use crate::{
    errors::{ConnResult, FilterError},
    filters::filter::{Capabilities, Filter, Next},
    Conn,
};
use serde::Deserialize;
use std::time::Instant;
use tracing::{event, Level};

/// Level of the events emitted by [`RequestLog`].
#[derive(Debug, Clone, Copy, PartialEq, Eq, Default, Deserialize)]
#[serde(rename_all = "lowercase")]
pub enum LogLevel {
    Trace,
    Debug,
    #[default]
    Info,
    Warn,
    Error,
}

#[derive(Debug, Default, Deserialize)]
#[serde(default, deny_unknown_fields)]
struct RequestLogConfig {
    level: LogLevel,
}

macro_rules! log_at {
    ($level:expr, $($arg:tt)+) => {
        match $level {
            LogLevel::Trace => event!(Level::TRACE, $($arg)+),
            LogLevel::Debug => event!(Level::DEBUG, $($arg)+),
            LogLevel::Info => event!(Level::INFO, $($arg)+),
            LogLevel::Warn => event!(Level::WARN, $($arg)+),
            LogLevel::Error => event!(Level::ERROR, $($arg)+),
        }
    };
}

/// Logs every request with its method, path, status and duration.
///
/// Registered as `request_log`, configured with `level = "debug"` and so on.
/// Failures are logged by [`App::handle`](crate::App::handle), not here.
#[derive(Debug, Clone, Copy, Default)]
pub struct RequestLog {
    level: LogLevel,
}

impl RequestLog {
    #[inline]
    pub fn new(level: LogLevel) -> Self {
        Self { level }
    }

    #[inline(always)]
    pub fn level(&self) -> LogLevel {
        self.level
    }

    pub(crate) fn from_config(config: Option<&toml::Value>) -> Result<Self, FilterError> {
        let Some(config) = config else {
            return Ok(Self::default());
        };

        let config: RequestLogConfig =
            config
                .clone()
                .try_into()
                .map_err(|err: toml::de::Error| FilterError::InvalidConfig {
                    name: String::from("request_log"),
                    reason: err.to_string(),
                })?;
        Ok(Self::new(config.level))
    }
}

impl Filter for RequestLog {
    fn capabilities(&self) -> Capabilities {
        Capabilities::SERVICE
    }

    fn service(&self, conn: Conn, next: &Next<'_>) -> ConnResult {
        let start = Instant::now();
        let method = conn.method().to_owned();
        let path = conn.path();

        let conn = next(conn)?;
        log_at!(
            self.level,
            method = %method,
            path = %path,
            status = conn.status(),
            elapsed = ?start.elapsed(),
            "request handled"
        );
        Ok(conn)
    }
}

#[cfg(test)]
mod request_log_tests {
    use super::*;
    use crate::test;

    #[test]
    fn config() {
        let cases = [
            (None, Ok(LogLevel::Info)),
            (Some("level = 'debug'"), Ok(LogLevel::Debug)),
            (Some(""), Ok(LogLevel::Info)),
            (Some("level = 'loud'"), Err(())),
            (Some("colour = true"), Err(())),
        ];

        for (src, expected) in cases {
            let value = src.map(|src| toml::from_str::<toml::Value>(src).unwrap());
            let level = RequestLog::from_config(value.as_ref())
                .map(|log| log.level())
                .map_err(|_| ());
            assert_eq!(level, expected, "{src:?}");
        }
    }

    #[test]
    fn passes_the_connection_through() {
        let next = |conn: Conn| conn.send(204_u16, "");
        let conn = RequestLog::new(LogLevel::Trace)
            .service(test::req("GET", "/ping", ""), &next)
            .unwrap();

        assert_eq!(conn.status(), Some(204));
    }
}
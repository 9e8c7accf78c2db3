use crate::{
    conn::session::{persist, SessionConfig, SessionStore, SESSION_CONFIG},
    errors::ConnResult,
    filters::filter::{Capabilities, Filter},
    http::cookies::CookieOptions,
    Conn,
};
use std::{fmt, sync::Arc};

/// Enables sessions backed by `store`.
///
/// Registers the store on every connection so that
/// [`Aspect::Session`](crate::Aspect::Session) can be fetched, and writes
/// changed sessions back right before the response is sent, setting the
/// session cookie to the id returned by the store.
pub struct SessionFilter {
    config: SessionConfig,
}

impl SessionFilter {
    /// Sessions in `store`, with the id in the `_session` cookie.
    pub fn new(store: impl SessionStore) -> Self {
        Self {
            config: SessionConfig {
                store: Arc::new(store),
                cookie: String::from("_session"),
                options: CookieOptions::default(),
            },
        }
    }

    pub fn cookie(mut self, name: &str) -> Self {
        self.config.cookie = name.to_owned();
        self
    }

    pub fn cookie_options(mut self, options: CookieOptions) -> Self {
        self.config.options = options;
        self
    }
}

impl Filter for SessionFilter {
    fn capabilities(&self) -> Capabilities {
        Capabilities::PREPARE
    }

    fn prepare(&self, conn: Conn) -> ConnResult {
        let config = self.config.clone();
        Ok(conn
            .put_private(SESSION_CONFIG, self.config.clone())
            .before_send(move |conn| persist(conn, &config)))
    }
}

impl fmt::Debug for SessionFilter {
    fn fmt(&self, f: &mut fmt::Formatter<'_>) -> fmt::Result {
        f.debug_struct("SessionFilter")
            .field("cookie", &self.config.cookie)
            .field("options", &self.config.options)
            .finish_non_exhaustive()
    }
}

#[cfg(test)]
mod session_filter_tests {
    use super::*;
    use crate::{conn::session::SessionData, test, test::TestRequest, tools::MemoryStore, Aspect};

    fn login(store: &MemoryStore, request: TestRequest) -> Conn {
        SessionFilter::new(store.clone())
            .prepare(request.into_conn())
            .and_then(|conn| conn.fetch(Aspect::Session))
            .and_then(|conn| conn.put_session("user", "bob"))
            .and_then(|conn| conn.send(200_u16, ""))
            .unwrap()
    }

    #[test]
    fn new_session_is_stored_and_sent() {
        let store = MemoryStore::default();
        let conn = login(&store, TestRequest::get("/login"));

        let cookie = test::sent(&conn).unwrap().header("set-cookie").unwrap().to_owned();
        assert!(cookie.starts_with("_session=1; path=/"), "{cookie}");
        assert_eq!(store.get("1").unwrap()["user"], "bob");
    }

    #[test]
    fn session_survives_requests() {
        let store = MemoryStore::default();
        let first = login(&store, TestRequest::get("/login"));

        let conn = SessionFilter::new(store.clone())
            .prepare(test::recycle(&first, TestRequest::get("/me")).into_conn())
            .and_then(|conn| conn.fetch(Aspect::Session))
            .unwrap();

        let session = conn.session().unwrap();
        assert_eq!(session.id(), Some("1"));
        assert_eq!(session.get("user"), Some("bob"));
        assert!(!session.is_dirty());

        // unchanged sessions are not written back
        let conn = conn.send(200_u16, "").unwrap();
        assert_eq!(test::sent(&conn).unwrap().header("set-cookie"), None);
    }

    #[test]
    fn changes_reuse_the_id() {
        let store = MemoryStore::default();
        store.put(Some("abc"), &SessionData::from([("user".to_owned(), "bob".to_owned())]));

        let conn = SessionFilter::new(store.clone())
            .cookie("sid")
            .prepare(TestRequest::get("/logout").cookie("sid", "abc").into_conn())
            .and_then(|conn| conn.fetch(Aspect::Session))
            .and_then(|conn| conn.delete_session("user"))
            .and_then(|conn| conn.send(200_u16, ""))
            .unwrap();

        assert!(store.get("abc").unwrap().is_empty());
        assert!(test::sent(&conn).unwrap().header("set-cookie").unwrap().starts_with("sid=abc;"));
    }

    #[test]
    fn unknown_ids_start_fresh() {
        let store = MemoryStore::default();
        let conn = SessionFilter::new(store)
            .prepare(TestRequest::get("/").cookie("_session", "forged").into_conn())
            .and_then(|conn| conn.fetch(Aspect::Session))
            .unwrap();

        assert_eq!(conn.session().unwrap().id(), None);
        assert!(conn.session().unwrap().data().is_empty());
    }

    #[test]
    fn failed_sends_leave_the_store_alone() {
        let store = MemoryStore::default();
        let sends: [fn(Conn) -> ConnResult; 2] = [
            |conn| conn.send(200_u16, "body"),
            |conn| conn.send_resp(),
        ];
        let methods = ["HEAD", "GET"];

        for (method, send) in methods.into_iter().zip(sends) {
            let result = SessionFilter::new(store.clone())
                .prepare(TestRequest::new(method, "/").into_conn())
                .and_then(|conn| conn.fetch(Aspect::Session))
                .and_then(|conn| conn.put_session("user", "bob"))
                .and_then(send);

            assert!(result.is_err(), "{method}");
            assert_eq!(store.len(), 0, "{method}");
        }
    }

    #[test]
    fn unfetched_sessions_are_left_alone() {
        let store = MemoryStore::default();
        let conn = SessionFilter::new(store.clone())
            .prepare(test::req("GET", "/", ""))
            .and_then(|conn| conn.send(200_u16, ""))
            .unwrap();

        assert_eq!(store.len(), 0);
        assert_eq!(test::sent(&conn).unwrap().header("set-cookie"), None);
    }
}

########################################

-- PROBLEM TO WORK ON --
Across the listing above, find all lines where the word "ConnResult" is present and copy them.

-- ANSWER FOR THE TASK --
    errors::{ConnResult, FilterError},
    fn service(&self, conn: Conn, next: &Next<'_>) -> ConnResult {
    errors::ConnResult,
    fn prepare(&self, conn: Conn) -> ConnResult {
        let sends: [fn(Conn) -> ConnResult; 2] = [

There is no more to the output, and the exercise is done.